WHAT YOU SHOULD DO
Lines from the listing that hold the string "CONFLICT" are what you should return.

- - - - - - -

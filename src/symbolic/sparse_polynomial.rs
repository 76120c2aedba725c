//! # Sparse multivariate polynomials
//!
//! ## Purpose
//!
//! `SparsePolynomial` is the algebraic workhorse of the crate: a map from [`Monomial`] to a
//! nonzero exact rational, together with a shared [`VariableList`]. Everything downstream
//! (rational functions, the expression parser, automatic differentiation, linear projection) is
//! written in terms of it.
//!
//! ## Main Structures and Methods
//! - constructors: [`SparsePolynomial::new`], `from_const`, `var_from_string`, `from_vector`,
//!   `from_f64_vector`, `from_string`
//! - queries: `degree`, `degree_in`, `variables`, `content`, `constant_term`, `is_linear`, ...
//! - arithmetic: `+ - *` and unary `-` (also on references), `+=`/`-=`, `pow`, `scale`; exact
//!   division, gcd and lcm live in `polynomial_division`
//! - evaluation: `eval` (partial, re-indexed), `subs` (total, by algebraic values),
//!   `automated_diff` (dual numbers), `lambdify` (f64 closure)
//! - calculus: `derivative`, `partial_derivative`
//! - linear projection: `linear_part_as_vec`
//!
//! ## Interesting Code Features
//!
//! 1. **No zero coefficients**: every mutation goes through [`accumulate`], which removes an
//!    entry the moment its coefficient cancels. The zero polynomial is the empty map.
//! 2. **Positional semantics**: two polynomials are combined and compared by variable index.
//!    Polynomials over `[x, y]` and `[y, x]` mix by position, not by name.
//! 3. **Graded term order**: the `BTreeMap` iterates in ascending graded order, which is also the
//!    printing order.
use crate::symbolic::algebra_error::{AlgebraError, AlgebraResult};
use crate::symbolic::algebraic_value::AlgebraicValue;
use crate::symbolic::dual_number::DualNumber;
use crate::symbolic::exact_field::{QQ, checked_rational_pow, content_of, format_rational};
use crate::symbolic::monomial::Monomial;
use crate::symbolic::parse_rational::parse_expression;
use crate::symbolic::sparse_vector::SparseVector;
use crate::symbolic::variables::VariableList;
use itertools::Itertools;
use num::{One, ToPrimitive, Zero};
use std::collections::btree_map::Entry;
use std::collections::{BTreeMap, BTreeSet, HashMap};
use std::fmt;
use std::hash::{Hash, Hasher};
use std::ops::{Add, AddAssign, Mul, Neg, Sub, SubAssign};

/// Degree of a polynomial. The zero polynomial has `Infinite` degree, never `Finite(0)`.
#[derive(Clone, Copy, Debug, PartialEq, Eq, Hash)]
pub enum Degree {
    Finite(i64),
    Infinite,
}

impl Degree {
    pub fn finite(self) -> Option<i64> {
        match self {
            Degree::Finite(d) => Some(d),
            Degree::Infinite => None,
        }
    }
}
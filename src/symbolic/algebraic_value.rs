//! # Algebraic values
//!
//! The closed set of things the engine computes with: a field constant, a polynomial or a rational
//! function. Mixed arithmetic is an exhaustive `match` over the pair of variants; the narrower
//! operand is promoted with explicit conversions (`Constant -> Polynomial -> RationalFunction`)
//! and results are demoted again by [`AlgebraicValue::normalized`] whenever a rational function
//! turns out to be a polynomial.
//!
//! A constant has no variable list of its own; when it meets a polynomial it adopts the
//! polynomial's list.
use crate::symbolic::algebra_error::{AlgebraError, AlgebraResult};
use crate::symbolic::exact_field::{QQ, checked_rational_pow};
use crate::symbolic::rational_function::RationalFunction;
use crate::symbolic::sparse_polynomial::{SparsePolynomial, checked_exponent, exponent_overflow};
use crate::symbolic::variables::VariableList;
use num::{One, Zero};
use std::collections::BTreeMap;
use std::fmt;
use std::ops::{Add, Mul, Neg, Sub};

#[derive(Clone, Debug)]
pub enum AlgebraicValue {
    Constant(QQ),
    Polynomial(SparsePolynomial),
    RationalFunction(RationalFunction),
}

impl AlgebraicValue {
    pub fn is_zero(&self) -> bool {
        match self {
            AlgebraicValue::Constant(c) => c.is_zero(),
            AlgebraicValue::Polynomial(p) => p.is_zero(),
            AlgebraicValue::RationalFunction(f) => f.is_zero(),
        }
    }

    /// the scalar value, if the value does not depend on any variable
    pub fn as_constant(&self) -> Option<QQ> {
        match self {
            AlgebraicValue::Constant(c) => Some(c.clone()),
            AlgebraicValue::Polynomial(p) => p.as_constant(),
            AlgebraicValue::RationalFunction(f) => match f.is_constant() {
                true => f.get_constant().ok(),
                false => None,
            },
        }
    }

    /// variable list carried by the value, if any
    pub fn gens(&self) -> Option<&VariableList> {
        match self {
            AlgebraicValue::Constant(_) => None,
            AlgebraicValue::Polynomial(p) => Some(p.gens()),
            AlgebraicValue::RationalFunction(f) => Some(f.gens()),
        }
    }

    pub fn into_polynomial(self, varnames: &VariableList) -> AlgebraResult<SparsePolynomial> {
        match self {
            AlgebraicValue::Constant(c) => Ok(SparsePolynomial::from_const(c, varnames)),
            AlgebraicValue::Polynomial(p) => Ok(p),
            AlgebraicValue::RationalFunction(f) => f.get_poly(),
        }
    }

    pub fn into_rational_function(self, varnames: &VariableList) -> RationalFunction {
        match self {
            AlgebraicValue::Constant(c) => RationalFunction::from_const(c, varnames),
            AlgebraicValue::Polynomial(p) => RationalFunction::from_polynomial(p),
            AlgebraicValue::RationalFunction(f) => f,
        }
    }

    /// Rational functions with a constant denominator become polynomials.
    pub fn normalized(self) -> AlgebraicValue {
        match self {
            AlgebraicValue::RationalFunction(f) if f.is_polynomial() => match f.get_poly() {
                Ok(p) => AlgebraicValue::Polynomial(p),
                Err(_) => AlgebraicValue::RationalFunction(f),
            },
            other => other,
        }
    }

    pub fn pow(&self, power: i64) -> AlgebraResult<AlgebraicValue> {
        match self {
            AlgebraicValue::Constant(c) => {
                let power = checked_exponent(power)?;
                Ok(AlgebraicValue::Constant(checked_rational_pow(c, power)?))
            }
            AlgebraicValue::Polynomial(p) => Ok(AlgebraicValue::Polynomial(p.pow(power)?)),
            AlgebraicValue::RationalFunction(f) => Ok(AlgebraicValue::RationalFunction(f.pow(power)?)),
        }
    }

    /// largest exponent of each variable over the numerator and the denominator
    fn exponent_bounds(&self) -> BTreeMap<usize, u32> {
        match self {
            AlgebraicValue::Constant(_) => BTreeMap::new(),
            AlgebraicValue::Polynomial(p) => p.exponent_bounds(),
            AlgebraicValue::RationalFunction(f) => {
                let mut bounds = f.numer().exponent_bounds();
                for (v, e) in f.denom().exponent_bounds() {
                    let bound = bounds.entry(v).or_insert(0);
                    *bound = e.max(*bound);
                }
                bounds
            }
        }
    }

    /// Every product of a term of `self` with a term of `other` keeps its exponents in `u32`.
    fn check_exponent_room(&self, other: &AlgebraicValue) -> AlgebraResult<()> {
        let theirs = other.exponent_bounds();
        for (v, e) in self.exponent_bounds() {
            if let Some(&f) = theirs.get(&v) {
                e.checked_add(f).ok_or_else(exponent_overflow)?;
            }
        }
        Ok(())
    }

    fn involves_fraction(&self, other: &AlgebraicValue) -> bool {
        matches!(self, AlgebraicValue::RationalFunction(_))
            || matches!(other, AlgebraicValue::RationalFunction(_))
    }

    /// `+` that reports exponent overflow instead of panicking. Only fractions cross-multiply.
    pub fn checked_add(self, other: AlgebraicValue) -> AlgebraResult<AlgebraicValue> {
        if self.involves_fraction(&other) {
            self.check_exponent_room(&other)?;
        }
        Ok(self + other)
    }

    pub fn checked_sub(self, other: AlgebraicValue) -> AlgebraResult<AlgebraicValue> {
        if self.involves_fraction(&other) {
            self.check_exponent_room(&other)?;
        }
        Ok(self - other)
    }

    pub fn checked_mul(self, other: AlgebraicValue) -> AlgebraResult<AlgebraicValue> {
        self.check_exponent_room(&other)?;
        Ok(self * other)
    }

    /// Division with the zero check the operator traits cannot express.
    pub fn checked_div(self, other: AlgebraicValue) -> AlgebraResult<AlgebraicValue> {
        if other.is_zero() {
            return Err(AlgebraError::division_by_zero(format!("({}) / 0", self)));
        }
        if self.involves_fraction(&other) {
            self.check_exponent_room(&other)?;
        }
        use AlgebraicValue::*;
        let result = match (self, other) {
            (Constant(a), Constant(b)) => Constant(a / b),
            (Polynomial(p), Constant(c)) => Polynomial(p.scale(&c.recip())),
            (Constant(c), Polynomial(q)) => {
                SparsePolynomial::from_const(c, q.gens()).true_div(&q)?
            }
            (Polynomial(p), Polynomial(q)) => p.true_div(&q)?,
            (f @ RationalFunction(_), Constant(c)) => f * Constant(c.recip()),
            (a, b) => {
                let gens = a.gens().or(b.gens()).cloned().unwrap_or_else(VariableList::empty);
                let f = a.into_rational_function(&gens);
                let g = b.into_rational_function(&gens);
                RationalFunction(f.checked_div(&g)?)
            }
        };
        Ok(result.normalized())
    }
}

impl PartialEq for AlgebraicValue {
    fn eq(&self, other: &Self) -> bool {
        use AlgebraicValue::*;
        match (self, other) {
            (Constant(a), Constant(b)) => a == b,
            (Constant(c), Polynomial(p)) | (Polynomial(p), Constant(c)) => p == c,
            (Constant(c), RationalFunction(f)) | (RationalFunction(f), Constant(c)) => f == c,
            (Polynomial(p), Polynomial(q)) => p == q,
            (Polynomial(p), RationalFunction(f)) | (RationalFunction(f), Polynomial(p)) => f == p,
            (RationalFunction(f), RationalFunction(g)) => f == g,
        }
    }
}

impl fmt::Display for AlgebraicValue {
    fn fmt(&self, f: &mut fmt::Formatter) -> fmt::Result {
        match self {
            AlgebraicValue::Constant(c) => write!(f, "{}", c),
            AlgebraicValue::Polynomial(p) => write!(f, "{}", p),
            AlgebraicValue::RationalFunction(r) => write!(f, "{}", r),
        }
    }
}

impl From<QQ> for AlgebraicValue {
    fn from(value: QQ) -> Self {
        AlgebraicValue::Constant(value)
    }
}

impl From<SparsePolynomial> for AlgebraicValue {
    fn from(value: SparsePolynomial) -> Self {
        AlgebraicValue::Polynomial(value)
    }
}

impl From<RationalFunction> for AlgebraicValue {
    fn from(value: RationalFunction) -> Self {
        AlgebraicValue::RationalFunction(value)
    }
}

/// Applies a binary operation after promoting both operands to a common variant.
fn combine(
    a: AlgebraicValue,
    b: AlgebraicValue,
    on_constants: fn(QQ, QQ) -> QQ,
    on_polynomials: fn(&SparsePolynomial, &SparsePolynomial) -> SparsePolynomial,
    on_fractions: fn(&RationalFunction, &RationalFunction) -> RationalFunction,
) -> AlgebraicValue {
    use AlgebraicValue::*;
    match (a, b) {
        (Constant(x), Constant(y)) => Constant(on_constants(x, y)),
        (Polynomial(p), Polynomial(q)) => Polynomial(on_polynomials(&p, &q)),
        (Polynomial(p), Constant(c)) => {
            let q = SparsePolynomial::from_const(c, p.gens());
            Polynomial(on_polynomials(&p, &q))
        }
        (Constant(c), Polynomial(q)) => {
            let p = SparsePolynomial::from_const(c, q.gens());
            Polynomial(on_polynomials(&p, &q))
        }
        (a, b) => {
            let gens = a.gens().or(b.gens()).cloned().unwrap_or_else(VariableList::empty);
            let f = a.into_rational_function(&gens);
            let g = b.into_rational_function(&gens);
            RationalFunction(on_fractions(&f, &g)).normalized()
        }
    }
}

impl Add for AlgebraicValue {
    type Output = AlgebraicValue;
    fn add(self, other: AlgebraicValue) -> AlgebraicValue {
        combine(self, other, |x, y| x + y, |p, q| p + q, |f, g| f + g)
    }
}

impl Sub for AlgebraicValue {
    type Output = AlgebraicValue;
    fn sub(self, other: AlgebraicValue) -> AlgebraicValue {
        combine(self, other, |x, y| x - y, |p, q| p - q, |f, g| f - g)
    }
}

impl Mul for AlgebraicValue {
    type Output = AlgebraicValue;
    fn mul(self, other: AlgebraicValue) -> AlgebraicValue {
        combine(self, other, |x, y| x * y, |p, q| p * q, |f, g| f * g)
    }
}

impl Neg for AlgebraicValue {
    type Output = AlgebraicValue;
    fn neg(self) -> AlgebraicValue {
        match self {
            AlgebraicValue::Constant(c) => AlgebraicValue::Constant(-c),
            AlgebraicValue::Polynomial(p) => AlgebraicValue::Polynomial(-p),
            AlgebraicValue::RationalFunction(f) => AlgebraicValue::RationalFunction(-f),
        }
    }
}

impl Default for AlgebraicValue {
    fn default() -> Self {
        AlgebraicValue::Constant(QQ::zero())
    }
}
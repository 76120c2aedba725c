#![allow(non_snake_case)]
use RustedExactAlgebra::Examples::algebra_examples::algebra_examples;
use std::process::ExitCode;

fn main() -> ExitCode {
    let example = std::env::args()
        .nth(1)
        .and_then(|arg| arg.parse::<usize>().ok())
        .unwrap_or(0);
    match algebra_examples(example) {
        Ok(()) => ExitCode::SUCCESS,
        Err(e) => {
            eprintln!("example {} failed: {}", example, e);
            ExitCode::FAILURE
        }
    }
}
//! terminal logging for the algebra engine
use crate::symbolic::algebra_error::{AlgebraError, AlgebraResult};
use log::info;
use simplelog::*;

/// Maps a level name to a filter: "debug", "info", "warn", "error", "off"/"none". No name means info.
pub fn level_filter(loglevel: Option<&str>) -> AlgebraResult<LevelFilter> {
    let Some(level) = loglevel else {
        return Ok(LevelFilter::Info);
    };
    match level.to_lowercase().as_str() {
        "debug" => Ok(LevelFilter::Debug),
        "info" => Ok(LevelFilter::Info),
        "warn" => Ok(LevelFilter::Warn),
        "error" => Ok(LevelFilter::Error),
        "off" | "none" => Ok(LevelFilter::Off),
        other => Err(AlgebraError::invalid_argument(format!(
            "loglevel must be debug, info, warn, error or off, got '{}'",
            other
        ))),
    }
}

/// Installs a terminal logger. A logger installed earlier (by this function or by the host
/// application) is left in place.
pub fn init_logger(loglevel: Option<&str>) -> AlgebraResult<()> {
    let level = level_filter(loglevel)?;
    if level == LevelFilter::Off {
        return Ok(());
    }
    let logger_instance = CombinedLogger::init(vec![TermLogger::new(
        level,
        Config::default(),
        TerminalMode::Mixed,
        ColorChoice::Auto,
    )]);
    match logger_instance {
        Ok(()) => {
            info!("logging started with level {}", level);
            Ok(())
        }
        Err(_) => Ok(()),
    }
}

#[cfg(test)]
mod tests {
    use super::*;

    #[test]
    fn level_names() {
        assert_eq!(level_filter(None).unwrap(), LevelFilter::Info);
        assert_eq!(level_filter(Some("DEBUG")).unwrap(), LevelFilter::Debug);
        assert_eq!(level_filter(Some("none")).unwrap(), LevelFilter::Off);
        assert!(matches!(
            level_filter(Some("verbose")),
            Err(AlgebraError::InvalidArgument(_))
        ));
    }

    #[test]
    fn repeated_initialization_is_harmless() {
        assert!(init_logger(Some("warn")).is_ok());
        assert!(init_logger(Some("debug")).is_ok());
        assert!(init_logger(Some("off")).is_ok());
    }
}
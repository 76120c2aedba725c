//! examples of usage of RustedExactAlgebra
/// polynomials, fractions, derivatives and linear parts
pub mod algebra_examples;
impl Catalog {
    /// Open or create a catalog at the given path with WAL mode.
    pub fn open(path: &Path) -> Result<Self> {
        if let Some(parent) = path.parent() {
            std::fs::create_dir_all(parent)?;
        }
        let conn = Connection::open(path)?;
        conn.pragma_update(None, "journal_mode", "WAL")?;
        conn.pragma_update(None, "foreign_keys", "ON")?;
        schema::initialize(&conn)?;
        schema::migrate(&conn)?;
        Ok(Self {
            conn: Mutex::new(conn),
        })
    }

    /// Open an in-memory catalog (for testing).
    pub fn open_in_memory() -> Result<Self> {
        let conn = Connection::open_in_memory()?;
        conn.pragma_update(None, "foreign_keys", "ON")?;
        schema::initialize(&conn)?;
        schema::migrate(&conn)?;
        Ok(Self {
            conn: Mutex::new(conn),
        })
    }

    fn conn(&self) -> MutexGuard<'_, Connection> {
        // A panic mid-statement leaves SQLite consistent; keep going.
        self.conn.lock().unwrap_or_else(|e| e.into_inner())
    }

    // ── Folders ──────────────────────────────────────────────────────

    /// Register a folder. Registering the same folder twice returns the existing row.
    pub fn add_folder(&self, path: &Path) -> Result<LibraryFolder> {
        let canonical = path.canonicalize()?;
        let path_str = canonical.to_string_lossy();
        let conn = self.conn();
        conn.execute(
            "INSERT OR IGNORE INTO folders (path, added_at) VALUES (?1, ?2)",
            params![path_str.as_ref(), chrono::Utc::now().timestamp()],
        )?;
        let folder = conn.query_row(
            "SELECT id, path, added_at, last_scanned FROM folders WHERE path = ?1",
            params![path_str.as_ref()],
            row_to_folder,
        )?;
        Ok(folder)
    }

    pub fn list_folders(&self) -> Result<Vec<LibraryFolder>> {
        let conn = self.conn();
        let mut stmt =
            conn.prepare("SELECT id, path, added_at, last_scanned FROM folders ORDER BY path")?;
        let folders = stmt
            .query_map([], row_to_folder)?
            .collect::<std::result::Result<Vec<_>, _>>()?;
        Ok(folders)
    }

    pub fn get_folder(&self, path: &Path) -> Result<Option<LibraryFolder>> {
        let lookup = lookup_path(path);
        let folder = self
            .conn()
            .query_row(
                "SELECT id, path, added_at, last_scanned FROM folders WHERE path = ?1",
                params![lookup.to_string_lossy().as_ref()],
                row_to_folder,
            )
            .optional()?;
        Ok(folder)
    }

    /// The registered folder containing `path`, preferring the deepest match.
    pub fn folder_for_path(&self, path: &Path) -> Result<Option<LibraryFolder>> {
        let lookup = lookup_path(path);
        let folder = self
            .list_folders()?
            .into_iter()
            .filter(|f| lookup.starts_with(&f.path))
            .max_by_key(|f| f.path.components().count());
        Ok(folder)
    }

    pub fn update_folder_scanned(&self, folder_id: i64, timestamp: i64) -> Result<()> {
        self.conn().execute(
            "UPDATE folders SET last_scanned = ?1 WHERE id = ?2",
            params![timestamp, folder_id],
        )?;
        Ok(())
    }

    /// Remove a folder row; its media rows go with it.
    pub fn remove_folder(&self, path: &Path) -> Result<LibraryFolder> {
        let folder = self
            .get_folder(path)?
            .ok_or_else(|| Error::FolderNotRegistered(path.to_path_buf()))?;
        self.conn()
            .execute("DELETE FROM folders WHERE id = ?1", params![folder.id])?;
        Ok(folder)
    }

    // ── Media ────────────────────────────────────────────────────────

    pub fn upsert_media(&self, folder_id: i64, media: &MediaDescriptor) -> Result<()> {
        insert_media(&self.conn(), folder_id, media)
    }

    /// Replace every media row of a folder with `media` in one transaction.
    pub fn replace_folder_media(&self, folder_id: i64, media: &[MediaDescriptor]) -> Result<()> {
        let mut conn = self.conn();
        let tx = conn.transaction()?;
        tx.execute(
            "DELETE FROM media_files WHERE folder_id = ?1",
            params![folder_id],
        )?;
        for m in media {
            insert_media(&tx, folder_id, m)?;
        }
        tx.commit()?;
        Ok(())
    }

    pub fn get_media(&self, path: &Path) -> Result<Option<MediaDescriptor>> {
        let lookup = lookup_path(path);
        let media = self
            .conn()
            .query_row(
                "SELECT fingerprint, path, size, width, height, captured_at, modified_at, kind
                 FROM media_files WHERE path = ?1",
                params![lookup.to_string_lossy().as_ref()],
                row_to_media,
            )
            .optional()?;
        Ok(media)
    }

    pub fn remove_media_batch(&self, paths: &[PathBuf]) -> Result<usize> {
        let mut conn = self.conn();
        let tx = conn.transaction()?;
        let mut removed = 0;
        {
            let mut stmt = tx.prepare("DELETE FROM media_files WHERE path = ?1")?;
            for path in paths {
                removed += stmt.execute(params![path.to_string_lossy().as_ref()])?;
            }
        }
        tx.commit()?;
        Ok(removed)
    }

    pub fn list_media(&self) -> Result<Vec<MediaDescriptor>> {
        let conn = self.conn();
        let mut stmt = conn.prepare(
            "SELECT fingerprint, path, size, width, height, captured_at, modified_at, kind
             FROM media_files ORDER BY path",
        )?;
        let media = stmt
            .query_map([], row_to_media)?
            .collect::<std::result::Result<Vec<_>, _>>()?;
        Ok(media)
    }

    pub fn list_folder_media(&self, folder_id: i64) -> Result<Vec<MediaDescriptor>> {
        let conn = self.conn();
        let mut stmt = conn.prepare(
            "SELECT fingerprint, path, size, width, height, captured_at, modified_at, kind
             FROM media_files WHERE folder_id = ?1 ORDER BY path",
        )?;
        let media = stmt
            .query_map(params![folder_id], row_to_media)?
            .collect::<std::result::Result<Vec<_>, _>>()?;
        Ok(media)
    }

    /// Paths of every catalogued file with this fingerprint.
    pub fn media_paths_for_fingerprint(&self, fingerprint: &str) -> Result<Vec<PathBuf>> {
        let conn = self.conn();
        let mut stmt = conn.prepare("SELECT path FROM media_files WHERE fingerprint = ?1")?;
        let paths = stmt
            .query_map(params![fingerprint], |row| {
                Ok(PathBuf::from(row.get::<_, String>(0)?))
            })?
            .collect::<std::result::Result<Vec<_>, _>>()?;
        Ok(paths)
    }

    /// Fingerprints present in this folder and in no other folder.
    pub fn exclusive_fingerprints(&self, folder_id: i64) -> Result<Vec<String>> {
        let conn = self.conn();
        let mut stmt = conn.prepare(
            "SELECT DISTINCT fingerprint FROM media_files
             WHERE folder_id = ?1
               AND fingerprint NOT IN (
                   SELECT fingerprint FROM media_files WHERE folder_id != ?1
               )",
        )?;
        let fps = stmt
            .query_map(params![folder_id], |row| row.get::<_, String>(0))?
            .collect::<std::result::Result<Vec<_>, _>>()?;
        Ok(fps)
    }

    // ── Cache entries ────────────────────────────────────────────────

    pub fn get_entry(&self, fingerprint: &str, kind: ArtifactKind) -> Result<Option<CacheEntry>> {
        let entry = self
            .conn()
            .query_row(
                "SELECT fingerprint, kind, artifact_path, original_size, cached_size, created_at
                 FROM cache_entries WHERE fingerprint = ?1 AND kind = ?2",
                params![fingerprint, kind.as_str()],
                row_to_entry,
            )
            .optional()?;
        Ok(entry)
    }

    /// Insert or overwrite an entry, stamping it with access sequence `seq`.
    pub fn put_entry(&self, entry: &CacheEntry, seq: i64) -> Result<()> {
        self.conn().execute(
            "INSERT INTO cache_entries
                (fingerprint, kind, artifact_path, original_size, cached_size, created_at, access_seq)
             VALUES (?1, ?2, ?3, ?4, ?5, ?6, ?7)
             ON CONFLICT(fingerprint, kind) DO UPDATE SET
                artifact_path = excluded.artifact_path,
                original_size = excluded.original_size,
                cached_size = excluded.cached_size,
                created_at = excluded.created_at,
                access_seq = excluded.access_seq",
            params![
                entry.fingerprint,
                entry.kind.as_str(),
                entry.artifact_path.to_string_lossy().as_ref(),
                entry.original_size as i64,
                entry.cached_size as i64,
                entry.created_at,
                seq,
            ],
        )?;
        Ok(())
    }

    pub fn touch_entry(&self, fingerprint: &str, kind: ArtifactKind, seq: i64) -> Result<()> {
        self.conn().execute(
            "UPDATE cache_entries SET access_seq = ?3 WHERE fingerprint = ?1 AND kind = ?2",
            params![fingerprint, kind.as_str(), seq],
        )?;
        Ok(())
    }

    pub fn remove_entry(&self, fingerprint: &str, kind: ArtifactKind) -> Result<bool> {
        let count = self.conn().execute(
            "DELETE FROM cache_entries WHERE fingerprint = ?1 AND kind = ?2",
            params![fingerprint, kind.as_str()],
        )?;
        Ok(count > 0)
    }

    pub fn entries_for_fingerprint(&self, fingerprint: &str) -> Result<Vec<CacheEntry>> {
        self.query_entries(
            "SELECT fingerprint, kind, artifact_path, original_size, cached_size, created_at
             FROM cache_entries WHERE fingerprint = ?1",
            params![fingerprint],
        )
    }

    /// All entries, least recently used first.
    pub fn entries_by_lru(&self) -> Result<Vec<CacheEntry>> {
        self.query_entries(
            "SELECT fingerprint, kind, artifact_path, original_size, cached_size, created_at
             FROM cache_entries ORDER BY access_seq ASC",
            [],
        )
    }

    /// Entries whose fingerprint no catalogued file carries anymore.
    pub fn unreferenced_entries(&self) -> Result<Vec<CacheEntry>> {
        self.query_entries(
            "SELECT fingerprint, kind, artifact_path, original_size, cached_size, created_at
             FROM cache_entries
             WHERE fingerprint NOT IN (SELECT fingerprint FROM media_files)",
            [],
        )
    }

    fn query_entries<P: rusqlite::Params>(&self, sql: &str, params: P) -> Result<Vec<CacheEntry>> {
        let conn = self.conn();
        let mut stmt = conn.prepare(sql)?;
        let entries = stmt
            .query_map(params, row_to_entry)?
            .collect::<std::result::Result<Vec<_>, _>>()?;
        Ok(entries)
    }

    pub fn max_access_seq(&self) -> Result<i64> {
        let seq = self.conn().query_row(
            "SELECT COALESCE(MAX(access_seq), 0) FROM cache_entries",
            [],
            |row| row.get(0),
        )?;
        Ok(seq)
    }

    /// (entry count, summed original size, summed cached size)
    pub fn cache_totals(&self) -> Result<(usize, u64, u64)> {
        let totals = self.conn().query_row(
            "SELECT COUNT(*), COALESCE(SUM(original_size), 0), COALESCE(SUM(cached_size), 0)
             FROM cache_entries",
            [],
            |row| {
                Ok((
                    row.get::<_, i64>(0)? as usize,
                    row.get::<_, i64>(1)? as u64,
                    row.get::<_, i64>(2)? as u64,
                ))
            },
        )?;
        Ok(totals)
    }

    // ── Tasks ────────────────────────────────────────────────────────

    pub fn save_task(&self, task: &OptimizationTask) -> Result<()> {
        self.conn().execute(
            "INSERT INTO tasks (folder, total, processed, optimized, failed, status)
             VALUES (?1, ?2, ?3, ?4, ?5, ?6)
             ON CONFLICT(folder) DO UPDATE SET
                total = excluded.total,
                processed = excluded.processed,
                optimized = excluded.optimized,
                failed = excluded.failed,
                status = excluded.status",
            params![
                task.folder.to_string_lossy().as_ref(),
                task.total_files as i64,
                task.processed_files as i64,
                task.optimized_files as i64,
                task.failed_files as i64,
                task.status.as_str(),
            ],
        )?;
        Ok(())
    }

    pub fn delete_task(&self, folder: &Path) -> Result<bool> {
        let count = self.conn().execute(
            "DELETE FROM tasks WHERE folder = ?1",
            params![folder.to_string_lossy().as_ref()],
        )?;
        Ok(count > 0)
    }

    pub fn list_tasks(&self) -> Result<Vec<OptimizationTask>> {
        let conn = self.conn();
        let mut stmt = conn.prepare(
            "SELECT folder, total, processed, optimized, failed, status FROM tasks ORDER BY folder",
        )?;
        let tasks = stmt
            .query_map([], |row| {
                Ok(OptimizationTask {
                    folder: PathBuf::from(row.get::<_, String>(0)?),
                    total_files: row.get::<_, i64>(1)? as usize,
                    processed_files: row.get::<_, i64>(2)? as usize,
                    optimized_files: row.get::<_, i64>(3)? as usize,
                    failed_files: row.get::<_, i64>(4)? as usize,
                    status: TaskStatus::parse(&row.get::<_, String>(5)?)
                        .unwrap_or(TaskStatus::Stopped),
                })
            })?
            .collect::<std::result::Result<Vec<_>, _>>()?;
        Ok(tasks)
    }

    // ── Config ───────────────────────────────────────────────────────

    pub fn set_config(&self, key: &str, value: &str) -> Result<()> {
        self.conn().execute(
            "INSERT INTO config (key, value) VALUES (?1, ?2)
             ON CONFLICT(key) DO UPDATE SET value = excluded.value",
            params![key, value],
        )?;
        Ok(())
    }

    pub fn get_config(&self, key: &str) -> Result<Option<String>> {
        let value = self
            .conn()
            .query_row(
                "SELECT value FROM config WHERE key = ?1",
                params![key],
                |row| row.get(0),
            )
            .optional()?;
        Ok(value)
    }
}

- - - - - - -

RESPONSE
             ON CONFLICT(fingerprint, kind) DO UPDATE SET
             ON CONFLICT(folder) DO UPDATE SET
             ON CONFLICT(key) DO UPDATE SET value = excluded.value",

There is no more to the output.